A critical step in regulating many transcriptional responses is the import of transcription factors from the cytosol to the nucleus. Many transcription factors are held outside the nucleus in a complex with cytosolic proteins or with membrane receptors, and translocate to the nucleus in response to various stimuli [1]. Alternatively, transcription factors may be inserted directly into the membrane, thereby preventing their access to the nucleus. A handful of such proteins has been shown to be released from membranes by a process known as regulated intramembrane proteolysis (RIP) [2]. This process is best understood for SREBP-1 and SREBP-2, two basic leucine zipper (bZIP) transcription factors that normally reside in the membrane of the endoplasmic reticulum and Golgi apparatus. When cellular sterol levels dip, SREBPs are liberated from the membrane in a two-step mechanism involving the action of Site-1 protease, a site-specific protease that cleaves the protein within the Golgi lumen, followed by Site-2 protease, an integral membrane protease, that cleaves a membrane-spanning helix. Once liberated from the membrane, transport to the nucleus enables these transcription factors to initiate expression of genes involved in cholesterol uptake and biosynthesis [2].
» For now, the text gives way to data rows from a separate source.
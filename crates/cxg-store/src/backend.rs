// SPDX-License-Identifier: Apache-2.0

use crate::error::{StoreError, StoreErrorCode};
use std::fs::{self, File};
use std::io::{Read, Seek, SeekFrom};
use std::path::{Component, Path, PathBuf};

/// Group index file written next to every group so that listing works on
/// backends without directory semantics.
pub const GROUP_INDEX: &str = "__group.json";

/// Read-only object access relative to the root of one matrix store.
///
/// Keys are `/`-separated paths such as `X/__array.json`.
pub trait StorageBackend: Send + Sync {
    fn read(&self, key: &str) -> Result<Vec<u8>, StoreError>;
    /// Exactly `len` bytes of `key` starting at `offset`. A short object is
    /// a validation error.
    fn read_range(&self, key: &str, offset: u64, len: u64) -> Result<Vec<u8>, StoreError>;
    fn exists(&self, key: &str) -> Result<bool, StoreError>;
    /// Names of the members of the group at `prefix`.
    fn list(&self, prefix: &str) -> Result<Vec<String>, StoreError>;
    fn describe(&self) -> String;
}

#[derive(Debug, Clone)]
pub struct LocalFsBackend {
    pub root: PathBuf,
}

impl LocalFsBackend {
    #[must_use]
    pub fn new(root: PathBuf) -> Self {
        Self { root }
    }

    fn path_for(&self, key: &str) -> Result<PathBuf, StoreError> {
        let rel = Path::new(key.trim_start_matches('/'));
        if rel
            .components()
            .any(|c| !matches!(c, Component::Normal(_) | Component::CurDir))
        {
            return Err(StoreError::validation(format!("invalid store key {key}")));
        }
        Ok(self.root.join(rel))
    }
}

impl StorageBackend for LocalFsBackend {
    fn read(&self, key: &str) -> Result<Vec<u8>, StoreError> {
        let path = self.path_for(key)?;
        fs::read(&path).map_err(|e| StoreError::io(&e, &path.display().to_string()))
    }

    fn read_range(&self, key: &str, offset: u64, len: u64) -> Result<Vec<u8>, StoreError> {
        let path = self.path_for(key)?;
        let what = path.display().to_string();
        let mut file = File::open(&path).map_err(|e| StoreError::io(&e, &what))?;
        let size = file.metadata().map_err(|e| StoreError::io(&e, &what))?.len();
        if offset.saturating_add(len) > size {
            return Err(short_object(&what, offset, len, size));
        }
        let len = usize::try_from(len)
            .map_err(|_| StoreError::validation(format!("{what}: range too large")))?;
        file.seek(SeekFrom::Start(offset))
            .map_err(|e| StoreError::io(&e, &what))?;
        let mut buf = vec![0_u8; len];
        file.read_exact(&mut buf)
            .map_err(|e| StoreError::io(&e, &what))?;
        Ok(buf)
    }

    fn exists(&self, key: &str) -> Result<bool, StoreError> {
        Ok(self.path_for(key)?.exists())
    }

    fn list(&self, prefix: &str) -> Result<Vec<String>, StoreError> {
        let dir = self.path_for(prefix)?;
        let entries =
            fs::read_dir(&dir).map_err(|e| StoreError::io(&e, &dir.display().to_string()))?;
        let mut names = Vec::new();
        for entry in entries {
            let entry = entry.map_err(|e| StoreError::new(StoreErrorCode::Io, e.to_string()))?;
            let is_dir = entry
                .file_type()
                .map_err(|e| StoreError::new(StoreErrorCode::Io, e.to_string()))?
                .is_dir();
            if is_dir {
                names.push(entry.file_name().to_string_lossy().into_owned());
            }
        }
        names.sort();
        Ok(names)
    }

    fn describe(&self) -> String {
        format!("file://{}", self.root.display())
    }
}

pub(crate) fn short_object(what: &str, offset: u64, len: u64, size: u64) -> StoreError {
    StoreError::validation(format!(
        "{what}: range {offset}+{len} is past the end of a {size} byte object"
    ))
}

#[cfg(test)]
mod tests {
    use super::*;

    #[test]
    fn local_backend_refuses_keys_leaving_the_root() {
        let root = tempfile::tempdir().expect("tempdir");
        let backend = LocalFsBackend::new(root.path().to_path_buf());
        let err = backend.read("../secret").expect_err("traversal");
        assert_eq!(err.code, StoreErrorCode::Validation);
    }

    #[test]
    fn missing_objects_are_not_found() {
        let root = tempfile::tempdir().expect("tempdir");
        let backend = LocalFsBackend::new(root.path().to_path_buf());
        let err = backend.read("X/__array.json").expect_err("missing");
        assert_eq!(err.code, StoreErrorCode::NotFound);
        assert!(!backend.exists("X/__array.json").expect("exists"));
    }

    #[test]
    fn ranges_read_inside_the_object_and_reject_overruns() {
        let root = tempfile::tempdir().expect("tempdir");
        fs::write(root.path().join("blob.bin"), b"0123456789").expect("write");
        let backend = LocalFsBackend::new(root.path().to_path_buf());
        assert_eq!(backend.read_range("blob.bin", 3, 4).expect("range"), b"3456");
        assert!(backend.read_range("blob.bin", 8, 0).expect("empty").is_empty());
        let err = backend.read_range("blob.bin", 8, 3).expect_err("overrun");
        assert_eq!(err.code, StoreErrorCode::Validation);
    }

    #[test]
    fn list_returns_sorted_subgroups_only() {
        let root = tempfile::tempdir().expect("tempdir");
        fs::create_dir_all(root.path().join("emb/umap")).expect("mkdir");
        fs::create_dir_all(root.path().join("emb/tsne")).expect("mkdir");
        fs::write(root.path().join("emb").join(GROUP_INDEX), b"{}").expect("write");
        let backend = LocalFsBackend::new(root.path().to_path_buf());
        assert_eq!(backend.list("emb").expect("list"), vec!["tsne", "umap"]);
    }
}
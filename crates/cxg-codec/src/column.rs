// SPDX-License-Identifier: Apache-2.0

use serde_json::Value;

/// One column of a heterogeneous table.
///
/// The encoder accepts every variant; the decoder only ever yields the wire
/// variants (`Float32`, `Int32`, `UInt32`, `SparseFloat32`, `SparseFloat64`,
/// `Categorical`, `Json`).
#[derive(Debug, Clone, PartialEq)]
pub enum Column {
    Float32(Vec<f32>),
    Float64(Vec<f64>),
    Int32(Vec<i32>),
    Int64(Vec<i64>),
    UInt32(Vec<u32>),
    UInt64(Vec<u64>),
    Bool(Vec<bool>),
    SparseFloat32 {
        len: usize,
        indices: Vec<u32>,
        values: Vec<f32>,
    },
    SparseFloat64 {
        len: usize,
        indices: Vec<u32>,
        values: Vec<f64>,
    },
    SparseInt {
        len: usize,
        indices: Vec<u32>,
        values: Vec<i64>,
    },
    Categorical {
        codes: Vec<u32>,
        categories: Vec<String>,
    },
    Strings(Vec<String>),
    Json(Vec<Value>),
}

impl Column {
    #[must_use]
    pub fn len(&self) -> usize {
        match self {
            Self::Float32(v) => v.len(),
            Self::Float64(v) => v.len(),
            Self::Int32(v) => v.len(),
            Self::Int64(v) => v.len(),
            Self::UInt32(v) => v.len(),
            Self::UInt64(v) => v.len(),
            Self::Bool(v) => v.len(),
            Self::SparseFloat32 { len, .. }
            | Self::SparseFloat64 { len, .. }
            | Self::SparseInt { len, .. } => *len,
            Self::Categorical { codes, .. } => codes.len(),
            Self::Strings(v) => v.len(),
            Self::Json(v) => v.len(),
        }
    }

    #[must_use]
    pub fn is_empty(&self) -> bool {
        self.len() == 0
    }

    /// Builds a sparse float32 column from a dense slice, keeping non-zeros.
    #[must_use]
    pub fn sparse_from_dense(values: &[f32]) -> Self {
        let mut indices = Vec::new();
        let mut nz = Vec::new();
        for (i, v) in values.iter().enumerate() {
            if *v != 0.0 {
                indices.push(i as u32);
                nz.push(*v);
            }
        }
        Self::SparseFloat32 {
            len: values.len(),
            indices,
            values: nz,
        }
    }

    /// Dense float view of numeric columns; sparse columns are zero-filled.
    #[must_use]
    pub fn to_f32_dense(&self) -> Option<Vec<f32>> {
        match self {
            Self::Float32(v) => Some(v.clone()),
            Self::Float64(v) => Some(v.iter().map(|x| *x as f32).collect()),
            Self::Int32(v) => Some(v.iter().map(|x| *x as f32).collect()),
            Self::Int64(v) => Some(v.iter().map(|x| *x as f32).collect()),
            Self::UInt32(v) => Some(v.iter().map(|x| *x as f32).collect()),
            Self::UInt64(v) => Some(v.iter().map(|x| *x as f32).collect()),
            Self::Bool(v) => Some(v.iter().map(|x| f32::from(u8::from(*x))).collect()),
            Self::SparseFloat32 {
                len,
                indices,
                values,
            } => {
                let mut out = vec![0.0_f32; *len];
                for (i, v) in indices.iter().zip(values) {
                    out[*i as usize] = *v;
                }
                Some(out)
            }
            Self::SparseFloat64 {
                len,
                indices,
                values,
            } => {
                let mut out = vec![0.0_f32; *len];
                for (i, v) in indices.iter().zip(values) {
                    out[*i as usize] = *v as f32;
                }
                Some(out)
            }
            Self::SparseInt {
                len,
                indices,
                values,
            } => {
                let mut out = vec![0.0_f32; *len];
                for (i, v) in indices.iter().zip(values) {
                    out[*i as usize] = *v as f32;
                }
                Some(out)
            }
            Self::Categorical { .. } | Self::Strings(_) | Self::Json(_) => None,
        }
    }

    /// Category label for each row of a categorical column.
    #[must_use]
    pub fn category_labels(&self) -> Option<Vec<&str>> {
        match self {
            Self::Categorical { codes, categories } => codes
                .iter()
                .map(|c| categories.get(*c as usize).map(String::as_str))
                .collect(),
            _ => None,
        }
    }
}

/// A table ready for encoding, or the result of decoding one.
#[derive(Debug, Clone, PartialEq)]
pub struct Matrix {
    pub n_rows: usize,
    pub col_index: Option<Column>,
    pub columns: Vec<Column>,
}

impl Matrix {
    #[must_use]
    pub fn new(n_rows: usize, columns: Vec<Column>) -> Self {
        Self {
            n_rows,
            col_index: None,
            columns,
        }
    }

    #[must_use]
    pub fn with_col_index(mut self, col_index: Column) -> Self {
        self.col_index = Some(col_index);
        self
    }

    /// String labels of the column index, when it is a name list.
    #[must_use]
    pub fn col_names(&self) -> Option<Vec<String>> {
        match self.col_index.as_ref()? {
            Column::Strings(v) => Some(v.clone()),
            Column::Json(v) => v
                .iter()
                .map(|x| x.as_str().map(ToString::to_string))
                .collect(),
            _ => None,
        }
    }

    #[must_use]
    pub fn n_cols(&self) -> usize {
        self.columns.len()
    }
}
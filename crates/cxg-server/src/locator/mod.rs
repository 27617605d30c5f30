// SPDX-License-Identifier: Apache-2.0

//! Maps `(dataroot tag, dataset id)` to a physical store URI.

mod metadata;

pub use metadata::{DatasetMeta, HttpMetadataClient, MetadataClient};

use crate::cache::entry::{CacheLease, CacheValue};
use crate::cache::manager::{CacheConfig, CacheManager};
use crate::config::{DatarootConfig, ServerConfig};
use cxg_core::{CxgError, Tombstone};
use cxg_store::meta::GROUP_METADATA;
use cxg_store::{uri_join, StoreContext};
use serde::Serialize;
use std::collections::BTreeMap;
use std::sync::Arc;
use tracing::{info, warn};

const USER_MARKER: &str = "userID-";

#[derive(Debug, Clone, Default, PartialEq, Eq, Serialize)]
pub struct ResolvedLocation {
    #[serde(skip_serializing_if = "Option::is_none")]
    pub collection_id: Option<String>,
    #[serde(skip_serializing_if = "Option::is_none")]
    pub collection_visibility: Option<String>,
    #[serde(skip_serializing_if = "Option::is_none")]
    pub dataset_id: Option<String>,
    pub store_uri: String,
    pub tombstoned: bool,
}

impl ResolvedLocation {
    #[must_use]
    pub fn from_store_uri(store_uri: impl Into<String>) -> Self {
        Self {
            store_uri: store_uri.into(),
            ..Self::default()
        }
    }
}

impl CacheValue for ResolvedLocation {}

pub struct Locator {
    dataroots: BTreeMap<String, DatarootConfig>,
    web_base: Option<String>,
    client: Option<Arc<dyn MetadataClient>>,
    store: StoreContext,
    cache: CacheManager<ResolvedLocation>,
}

impl Locator {
    #[must_use]
    pub fn new(
        dataroots: BTreeMap<String, DatarootConfig>,
        web_base: Option<String>,
        client: Option<Arc<dyn MetadataClient>>,
        store: StoreContext,
        cache: CacheConfig,
    ) -> Self {
        Self {
            dataroots,
            web_base: web_base.map(|w| w.trim_end_matches('/').to_string()),
            client,
            store,
            cache: CacheManager::new("resolver", cache),
        }
    }

    /// Builds the resolver from server config, with the HTTP metadata client
    /// when a metadata service is configured.
    pub fn from_config(config: &ServerConfig, store: StoreContext) -> Result<Self, CxgError> {
        let client: Option<Arc<dyn MetadataClient>> = match &config.metadata_service.api_base {
            Some(base) => Some(Arc::new(HttpMetadataClient::new(
                base,
                std::time::Duration::from_millis(config.metadata_service.timeout_ms),
            )?)),
            None => None,
        };
        Ok(Self::new(
            config.dataroots.clone(),
            config.metadata_service.web_base.clone(),
            client,
            store,
            config.cache.resolver.cache_config(),
        ))
    }

    #[must_use]
    pub fn cache(&self) -> &CacheManager<ResolvedLocation> {
        &self.cache
    }

    #[must_use]
    pub fn dataroot(&self, tag: &str) -> Option<&DatarootConfig> {
        self.dataroots.get(tag)
    }

    #[must_use]
    pub fn web_base(&self) -> Option<&str> {
        self.web_base.as_deref()
    }

    /// Resolves a dataset, consulting the metadata service first.
    ///
    /// `user` is the authenticated user id for user-scoped dataroots; `None`
    /// skips the ownership check.
    pub async fn resolve(
        &self,
        tag: &str,
        dataset: &str,
        user: Option<&str>,
    ) -> Result<CacheLease<ResolvedLocation>, CxgError> {
        let dataroot = self
            .dataroots
            .get(tag)
            .ok_or_else(|| CxgError::forbidden(format!("unknown dataroot {tag}")))?;
        let stored = if dataroot.user_scoped {
            scoped_path(dataset, user)?
        } else {
            dataset.to_string()
        };
        let key = format!("{tag}/{dataset}");
        let root = dataroot.root.clone();
        self.cache
            .get(&key, || self.load(tag, dataset, root, stored))
            .await
    }

    async fn load(
        &self,
        tag: &str,
        dataset: &str,
        root: String,
        stored: String,
    ) -> Result<ResolvedLocation, CxgError> {
        let mut lookup_failure = None;
        if let (Some(client), Some(web_base)) = (&self.client, &self.web_base) {
            let url = format!("{web_base}/{tag}/{dataset}/");
            match client.dataset_meta(&url).await {
                Ok(Some(meta)) if meta.tombstoned => {
                    info!(tag, dataset, collection_id = ?meta.collection_id, "dataset tombstoned");
                    return Err(CxgError::Tombstone(Tombstone {
                        collection_id: meta.collection_id,
                        dataset_id: meta.dataset_id,
                    }));
                }
                Ok(Some(meta)) => match meta.s3_uri {
                    Some(store_uri) if !store_uri.is_empty() => {
                        return Ok(ResolvedLocation {
                            collection_id: meta.collection_id,
                            collection_visibility: meta.collection_visibility,
                            dataset_id: meta.dataset_id,
                            store_uri,
                            tombstoned: false,
                        });
                    }
                    _ => warn!(tag, dataset, "metadata without store uri, using dataroot"),
                },
                Ok(None) => info!(tag, dataset, "metadata service has no record, using dataroot"),
                Err(e) => {
                    warn!(tag, dataset, error = %e, "metadata lookup failed, using dataroot");
                    lookup_failure = Some(e);
                }
            }
        }
        match (self.fallback(&root, &stored).await, lookup_failure) {
            // the record may exist elsewhere, so the miss must not be cached
            (Err(CxgError::DatasetNotFound(miss)), Some(failure)) => Err(CxgError::DatasetMetadata(
                format!("{failure}; dataroot fallback: {miss}"),
            )),
            (outcome, _) => outcome,
        }
    }

    async fn fallback(&self, root: &str, stored: &str) -> Result<ResolvedLocation, CxgError> {
        let store_uri = uri_join(root, stored)
            .map_err(|e| CxgError::forbidden(format!("invalid dataset path: {}", e.message)))?;
        if store_uri.trim_end_matches('/') == root.trim_end_matches('/') {
            return Err(CxgError::forbidden("dataset path names the dataroot itself"));
        }
        let context = self.store.clone();
        let target = store_uri.clone();
        let exists = tokio::task::spawn_blocking(move || {
            context.backend_for(&target)?.exists(GROUP_METADATA)
        })
        .await
        .map_err(|e| CxgError::compute(format!("existence check task failed: {e}")))?
        .map_err(CxgError::from)?;
        if !exists {
            return Err(CxgError::not_found(format!("no dataset at {store_uri}")));
        }
        Ok(ResolvedLocation::from_store_uri(store_uri))
    }

    /// Accepts a direct store URI only when it lies under a configured
    /// dataroot.
    pub fn check_store_uri(&self, uri: &str) -> Result<ResolvedLocation, CxgError> {
        let under_root = self.dataroots.values().any(|d| {
            let root = d.root.trim_end_matches('/');
            uri.strip_prefix(root)
                .is_some_and(|rest| rest.starts_with('/') && !rest.split('/').any(|s| s == ".."))
        });
        if !under_root {
            return Err(CxgError::forbidden(format!(
                "{uri} is not under a configured dataroot"
            )));
        }
        Ok(ResolvedLocation::from_store_uri(uri))
    }
}

/// Validates a user-scoped dataset id and returns its stored path.
///
/// The first segment must be `userID-<id>` with `<id>` equal to `user` when a
/// user is known. The stored path replaces the marker with the bare id.
pub fn scoped_path(dataset: &str, user: Option<&str>) -> Result<String, CxgError> {
    let mut segments = dataset.split('/');
    let owner = segments
        .next()
        .and_then(|s| s.strip_prefix(USER_MARKER))
        .filter(|id| !id.is_empty())
        .ok_or_else(|| CxgError::forbidden(format!("{dataset} is not in a user folder")))?;
    if let Some(user) = user {
        if user != owner {
            return Err(CxgError::forbidden(format!(
                "user {user} may not access datasets of {owner}"
            )));
        }
    }
    let rest: Vec<&str> = segments.collect();
    if rest.iter().any(|s| *s == "..") {
        return Err(CxgError::forbidden(format!("{dataset} contains '..'")));
    }
    if rest.iter().all(|s| s.is_empty()) {
        return Err(CxgError::forbidden(format!("{dataset} names no dataset")));
    }
    Ok(std::iter::once(owner)
        .chain(rest)
        .collect::<Vec<_>>()
        .join("/"))
}
// SPDX-License-Identifier: Apache-2.0

//! Retry loop for remote store reads.

use crate::error::{StoreError, StoreErrorCode};
use serde::Deserialize;
use std::thread;
use std::time::Duration;

#[derive(Clone, Debug, PartialEq, Eq, Deserialize)]
#[serde(default)]
pub struct RetryPolicy {
    /// Total attempts, the first included. Zero behaves like one.
    pub max_attempts: usize,
    pub base_backoff_ms: u64,
    /// Ceiling for the doubled delay.
    pub max_backoff_ms: u64,
}

impl Default for RetryPolicy {
    fn default() -> Self {
        Self {
            max_attempts: 3,
            base_backoff_ms: 100,
            max_backoff_ms: 2_000,
        }
    }
}

/// Result of one attempt: either the read is over, or it may succeed later.
#[derive(Debug)]
pub enum Attempt<T> {
    Done(Result<T, StoreError>),
    Transient(StoreError),
}

/// Statuses an object store returns for conditions that clear on their own.
#[must_use]
pub const fn is_transient_status(status: u16) -> bool {
    matches!(status, 408 | 429 | 500..=599)
}

impl RetryPolicy {
    /// Delay before retry number `retry` (1-based): the base doubled per
    /// retry, capped at `max_backoff_ms`.
    #[must_use]
    pub fn delay_for_retry(&self, retry: usize) -> Duration {
        let shift = u32::try_from(retry.saturating_sub(1)).unwrap_or(u32::MAX).min(16);
        let ms = self
            .base_backoff_ms
            .saturating_mul(1_u64 << shift)
            .min(self.max_backoff_ms.max(self.base_backoff_ms));
        Duration::from_millis(ms)
    }

    /// Runs `attempt` until it is done or the attempt budget is spent. The
    /// last transient error is returned as a network error naming `what`.
    pub fn run<T>(
        &self,
        what: &str,
        mut attempt: impl FnMut() -> Attempt<T>,
    ) -> Result<T, StoreError> {
        let budget = self.max_attempts.max(1);
        let mut retry = 0;
        loop {
            match attempt() {
                Attempt::Done(result) => return result,
                Attempt::Transient(err) if retry + 1 >= budget => {
                    return Err(StoreError::new(
                        StoreErrorCode::Network,
                        format!("{what}: gave up after {budget} attempts: {}", err.message),
                    ));
                }
                Attempt::Transient(err) => {
                    retry += 1;
                    let delay = self.delay_for_retry(retry);
                    tracing::warn!(
                        what,
                        retry,
                        delay_ms = delay.as_millis() as u64,
                        error = %err,
                        "retrying store read"
                    );
                    thread::sleep(delay);
                }
            }
        }
    }
}
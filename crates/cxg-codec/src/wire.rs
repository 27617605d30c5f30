// SPDX-License-Identifier: Apache-2.0

//! Byte-level layout shared by the encoder and the decoder.
//!
//! All integers and floats are little-endian. A buffer is
//! `magic | version | n_rows:u32 | n_cols:u32 | flags:u8 | [col_index] | columns*`
//! and every column is `type_code:u8 | payload`.

use crate::error::CodecError;

pub(crate) const MAGIC: &[u8; 4] = b"CXGM";
pub(crate) const VERSION: u8 = 1;
pub(crate) const FLAG_COL_INDEX: u8 = 0b0000_0001;

#[derive(Debug, Clone, Copy, PartialEq, Eq)]
#[repr(u8)]
pub enum TypeCode {
    DenseUInt32 = 1,
    DenseInt32 = 2,
    DenseFloat32 = 3,
    SparseFloat32 = 4,
    SparseFloat64 = 5,
    CategoricalU8 = 6,
    CategoricalU16 = 7,
    CategoricalU32 = 8,
    Json = 9,
}

impl TypeCode {
    pub(crate) fn from_u8(raw: u8) -> Result<Self, CodecError> {
        Ok(match raw {
            1 => Self::DenseUInt32,
            2 => Self::DenseInt32,
            3 => Self::DenseFloat32,
            4 => Self::SparseFloat32,
            5 => Self::SparseFloat64,
            6 => Self::CategoricalU8,
            7 => Self::CategoricalU16,
            8 => Self::CategoricalU32,
            9 => Self::Json,
            other => return Err(CodecError::UnknownTypeCode(other)),
        })
    }

    /// Smallest categorical code width that fits `cardinality` categories.
    #[must_use]
    pub fn categorical_for(cardinality: usize) -> Self {
        if cardinality <= 1 << 8 {
            Self::CategoricalU8
        } else if cardinality <= 1 << 16 {
            Self::CategoricalU16
        } else {
            Self::CategoricalU32
        }
    }
}

pub(crate) fn len_u32(n: usize) -> Result<u32, CodecError> {
    u32::try_from(n).map_err(|_| CodecError::TooLarge(n))
}

pub(crate) struct Writer {
    pub(crate) buf: Vec<u8>,
}

impl Writer {
    pub(crate) fn with_capacity(capacity: usize) -> Self {
        Self {
            buf: Vec::with_capacity(capacity),
        }
    }

    pub(crate) fn u8(&mut self, v: u8) {
        self.buf.push(v);
    }

    pub(crate) fn u32(&mut self, v: u32) {
        self.buf.extend_from_slice(&v.to_le_bytes());
    }

    pub(crate) fn bytes(&mut self, v: &[u8]) {
        self.buf.extend_from_slice(v);
    }

    pub(crate) fn u32_slice(&mut self, v: &[u32]) {
        self.buf.reserve(v.len() * 4);
        for x in v {
            self.buf.extend_from_slice(&x.to_le_bytes());
        }
    }

    pub(crate) fn i32_slice(&mut self, v: &[i32]) {
        self.buf.reserve(v.len() * 4);
        for x in v {
            self.buf.extend_from_slice(&x.to_le_bytes());
        }
    }

    pub(crate) fn f32_slice(&mut self, v: &[f32]) {
        self.buf.reserve(v.len() * 4);
        for x in v {
            self.buf.extend_from_slice(&x.to_le_bytes());
        }
    }
}

pub(crate) struct Reader<'a> {
    buf: &'a [u8],
    pos: usize,
}

impl<'a> Reader<'a> {
    pub(crate) fn new(buf: &'a [u8]) -> Self {
        Self { buf, pos: 0 }
    }

    pub(crate) fn remaining(&self) -> usize {
        self.buf.len() - self.pos
    }

    pub(crate) fn take(&mut self, n: usize) -> Result<&'a [u8], CodecError> {
        if self.remaining() < n {
            return Err(CodecError::Truncated {
                needed: n,
                remaining: self.remaining(),
            });
        }
        let out = &self.buf[self.pos..self.pos + n];
        self.pos += n;
        Ok(out)
    }

    pub(crate) fn u8(&mut self) -> Result<u8, CodecError> {
        Ok(self.take(1)?[0])
    }

    pub(crate) fn u32(&mut self) -> Result<u32, CodecError> {
        let raw = self.take(4)?;
        Ok(u32::from_le_bytes([raw[0], raw[1], raw[2], raw[3]]))
    }

    fn words(&mut self, n: usize, width: usize) -> Result<&'a [u8], CodecError> {
        let total = n
            .checked_mul(width)
            .ok_or(CodecError::TooLarge(n))?;
        self.take(total)
    }

    pub(crate) fn u32_vec(&mut self, n: usize) -> Result<Vec<u32>, CodecError> {
        Ok(self
            .words(n, 4)?
            .chunks_exact(4)
            .map(|c| u32::from_le_bytes([c[0], c[1], c[2], c[3]]))
            .collect())
    }

    pub(crate) fn i32_vec(&mut self, n: usize) -> Result<Vec<i32>, CodecError> {
        Ok(self
            .words(n, 4)?
            .chunks_exact(4)
            .map(|c| i32::from_le_bytes([c[0], c[1], c[2], c[3]]))
            .collect())
    }

    pub(crate) fn f32_vec(&mut self, n: usize) -> Result<Vec<f32>, CodecError> {
        Ok(self
            .words(n, 4)?
            .chunks_exact(4)
            .map(|c| f32::from_le_bytes([c[0], c[1], c[2], c[3]]))
            .collect())
    }

    pub(crate) fn f64_vec(&mut self, n: usize) -> Result<Vec<f64>, CodecError> {
        Ok(self
            .words(n, 8)?
            .chunks_exact(8)
            .map(|c| f64::from_le_bytes([c[0], c[1], c[2], c[3], c[4], c[5], c[6], c[7]]))
            .collect())
    }

    pub(crate) fn u16_vec(&mut self, n: usize) -> Result<Vec<u32>, CodecError> {
        Ok(self
            .words(n, 2)?
            .chunks_exact(2)
            .map(|c| u32::from(u16::from_le_bytes([c[0], c[1]])))
            .collect())
    }

    pub(crate) fn u8_vec(&mut self, n: usize) -> Result<Vec<u32>, CodecError> {
        Ok(self.take(n)?.iter().map(|b| u32::from(*b)).collect())
    }
}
Several more examples of membrane-tethered transcriptional regulators have recently been identified by biochemical means, notably ATF6 [3], G13 [4], CadC [5], ToxR [6], Lzip (Luman [7]), Notch [8] and SPT23 [9]. All appear to undergo proteolytic cleavages to release a fragment that is targeted to DNA or the nucleus, but may use different proteases. For example, ATF6 uses the same proteolytic machinery, as do SREBPs [10], whereas Notch is cleaved by different proteases [11]. Tumor necrosis factor (TNFα)-converting enzyme catalyzes the cleavage of the extracellular domain of Notch, followed by presenilin/gamma-secretase-like activity to liberate the intracellular fragment [12]. Thus, the release of some membrane-bound nuclear proteins involves regulated cleavages in the lumenal or extracellular space, followed by a cleavage by an integral membrane protease to release an active fragment.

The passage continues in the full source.